A Gaussian random field (GRF) $$\{Z(\boldsymbol{s}): \boldsymbol{s} \in D \subset \mathbb{R}^2 \}$$ is a collection of random variables where the observations occur in a continuous domain, and where every finite collection of random variables has a multivariate normal distribution. A random process $$Z(\cdot)$$ is said to be strictly stationary if it is invariant to shifts, that is, if for any set of locations $$\boldsymbol{s}_i$$, $$i=1,\ldots,n$$, and any $$\boldsymbol{h} \in R^2$$ the distribution of $$\{Z(\boldsymbol{s}_1), \ldots, Z(\boldsymbol{s}_n)\}$$ is the same as that of $$\{Z(\boldsymbol{s}_1 + \boldsymbol{h}), \ldots, Z(\boldsymbol{s}_n + \boldsymbol{h})\}$$. A less restrictive condition is given by the second-order stationarity (or weakly stationarity). Under this condition, the process has constant mean

$E[Z(\boldsymbol{s})] = \mu, \forall \boldsymbol{s} \in D,$ and the covariances depend only on the differences between locations

$Cov( Z(\boldsymbol{s}), Z(\boldsymbol{s}+\boldsymbol{h})) = C(\boldsymbol{h}), \forall \boldsymbol{s} \in D, \forall \boldsymbol{h} \in \mathbb{R}^2.$

In addition, if the covariances are functions only of the distances between locations and not of the directions, the process is called isotropic. If not, it is anisotropic.

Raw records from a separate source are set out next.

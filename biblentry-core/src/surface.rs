//! Boundary between the annotation engine and the host editing surface.
//!
//! The engine never touches a document directly. Everything it needs from the
//! host (selection, bookmarks, range replacement, tree queries and node
//! removal) goes through [`Surface`], so a browser binding, a test fixture or
//! the in-memory [`MarkupDocument`](crate::model::MarkupDocument) can all host
//! it.

use crate::model::{Affinity, Bookmark, Markup, Selection, TextRange};

pub trait Surface {
    /// Handle to a node of the host document. Handles to elements stay valid
    /// across edits that do not remove the element itself.
    type Node: Copy + Eq + std::fmt::Debug;

    /// Visible text of the whole document
    fn text(&self) -> String;

    /// Length of the visible text in characters
    fn text_len(&self) -> usize {
        self.text().chars().count()
    }

    fn selection(&self) -> Selection;

    fn set_selection(&mut self, selection: Selection);

    /// Visible text inside `range`, markup discarded
    fn range_text(&self, range: TextRange) -> String {
        self.text()
            .chars()
            .skip(range.start_offset)
            .take(range.len())
            .collect()
    }

    /// Replace everything inside `range` with `content`
    fn set_range_content(&mut self, range: TextRange, content: Markup);

    fn create_bookmark(&self) -> Bookmark {
        Bookmark::new(self.selection(), self.text_len())
    }

    fn restore_bookmark(&mut self, bookmark: &Bookmark) {
        let len = self.text_len();
        if !bookmark.fits(len) {
            log::warn!(
                "Bookmark taken at {} chars restored into {} chars; clamping",
                bookmark.text_len,
                len
            );
        }
        self.set_selection(bookmark.selection().clamped(len));
    }

    /// Elements carrying a class token that starts with `prefix`, in document order
    fn find_nodes_matching_class_prefix(&self, prefix: &str) -> Vec<Self::Node>;

    /// Detach `node`; with `keep_children` its children take its place
    fn remove_node(&mut self, node: Self::Node, keep_children: bool);

    /// Containing elements of the position, innermost first, ending at the root
    fn ancestors(&self, offset: usize, affinity: Affinity) -> Vec<Self::Node>;

    /// Descendant elements of `node` in document order
    fn descendants(&self, node: Self::Node) -> Vec<Self::Node>;

    fn classes(&self, node: Self::Node) -> &[String];

    /// Element name, `None` for the document root
    fn tag(&self, node: Self::Node) -> Option<&str>;

    /// Block-level structure (paragraphs, the root) as opposed to inline markup
    fn is_container(&self, node: Self::Node) -> bool;

    /// Visible text covered by `node`
    fn node_range(&self, node: Self::Node) -> TextRange;
}
use anyhow::{Context, Result};
use serde::Serialize;

use crate::engine::Annotator;
use crate::entry::BibliographicEntry;
use crate::model::{AnnotatedSpan, MarkupDocument};
use crate::surface::Surface;

/// JSON shape of an annotated reference
#[derive(Debug, Serialize)]
#[serde(rename_all = "camelCase")]
pub struct ExportEntry {
    #[serde(flatten)]
    pub entry: BibliographicEntry,
    pub reference_name: String,
    pub label: String,
    pub text: String,
    pub spans: Vec<AnnotatedSpan>,
}

impl ExportEntry {
    pub fn from_annotator(annotator: &Annotator<MarkupDocument>) -> Result<Self> {
        let entry = BibliographicEntry::from_document(annotator)
            .context("Failed to serialize styled reference")?;
        Ok(Self {
            reference_name: entry.reference_name(),
            label: entry.to_string(),
            text: annotator.surface().text(),
            spans: annotator.spans(),
            entry,
        })
    }
}

/// Pretty-printed JSON for the reference an annotator is editing
pub fn to_json(annotator: &Annotator<MarkupDocument>) -> Result<String> {
    let export = ExportEntry::from_annotator(annotator)?;
    serde_json::to_string_pretty(&export).context("Failed to serialize entry")
}

#[cfg(test)]
mod tests {
    use super::*;
    use crate::model::Selection;

    #[test]
    fn test_export_format() {
        let doc = MarkupDocument::parse("Smith, J. 2001").unwrap();
        let mut engine = Annotator::new(doc);
        engine.surface_mut().set_selection(Selection::new(0, 9));
        engine.apply_tag("author").unwrap();

        let json = to_json(&engine).unwrap();

        // Verify camelCase field names
        assert!(json.contains("\"authors\": \"Smith, J.\""));
        assert!(json.contains("\"titleArticle\": \"\""));
        assert!(json.contains("\"publicationDate\": null"));
        assert!(json.contains("\"referenceName\": \"(Smith)\""));
        assert!(json.contains("\"text\": \"Smith, J. 2001\""));
        assert!(json.contains("\"category\": \"author\""));
        assert!(json.contains("\"startOffset\": 0"));
    }
}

A process is said to be intrinsically stationary if in addition to the constant mean assumption it satisfies

$Var[Z(\boldsymbol{s}_i) - Z(\boldsymbol{s}_j)] = 2 \gamma (\boldsymbol{s}_i - \boldsymbol{s}_j), \forall \boldsymbol{s}_i, \boldsymbol{s}_j.$ The function $$2 \gamma(\cdot)$$ is known as the variogram and $$\gamma(\cdot)$$ as the semivariogram . Under the assumption of intrinsic stationarity, the constant-mean assumption implies

$2 \gamma(\boldsymbol{h}) = Var(Z(\boldsymbol{s}+\boldsymbol{h}) - Z(\boldsymbol{s})) = E[(Z(\boldsymbol{s}+\boldsymbol{h}) - Z(\boldsymbol{s}))^2],$ and the semivariogram can be easily estimated with the empirical semivariogram as follows:

$2 \hat \gamma(\boldsymbol{h}) = \frac{1}{|N(\boldsymbol{h})|} \sum_{N(\boldsymbol{h})} (Z(\boldsymbol{s}_i) - Z(\boldsymbol{s}_j))^2,$ where $$|N(\boldsymbol{h})|$$ denotes the number of distinct pairs in $$N(\boldsymbol{h}) = \{(\boldsymbol{s}_i, \boldsymbol{s}_j): \boldsymbol{s}_i-\boldsymbol{s}_j = \boldsymbol{h},\ i, j = 1, \ldots,n \}$$. Note that if the process is isotropic, the semivariogram is a function of the distance $$h=||\boldsymbol{h}||$$.

A plot of the empirical semivariogram against the separation distance conveys important information about the continuity and spatial variability of the process (Figure 8.1). Often, at relatively short distances, the semivariogram is small, and tends to increase with distance indicating that observations in close proximity tend to be more alike than those farther apart. Then, at a large separation distance referred to as range, the semivariogram levels off to a nearly constant value referred to as sill. Thus, the empirical semivariogram indicates that spatial dependence decays with distance within the range, and observations are spatially uncorrelated beyond the range, this reflected by a near constant variance. If there is a discontinuity or vertical jump at the origin, the process has nugget effect. This effect is often due to measurement error but can also indicate a spatially discontinuous process.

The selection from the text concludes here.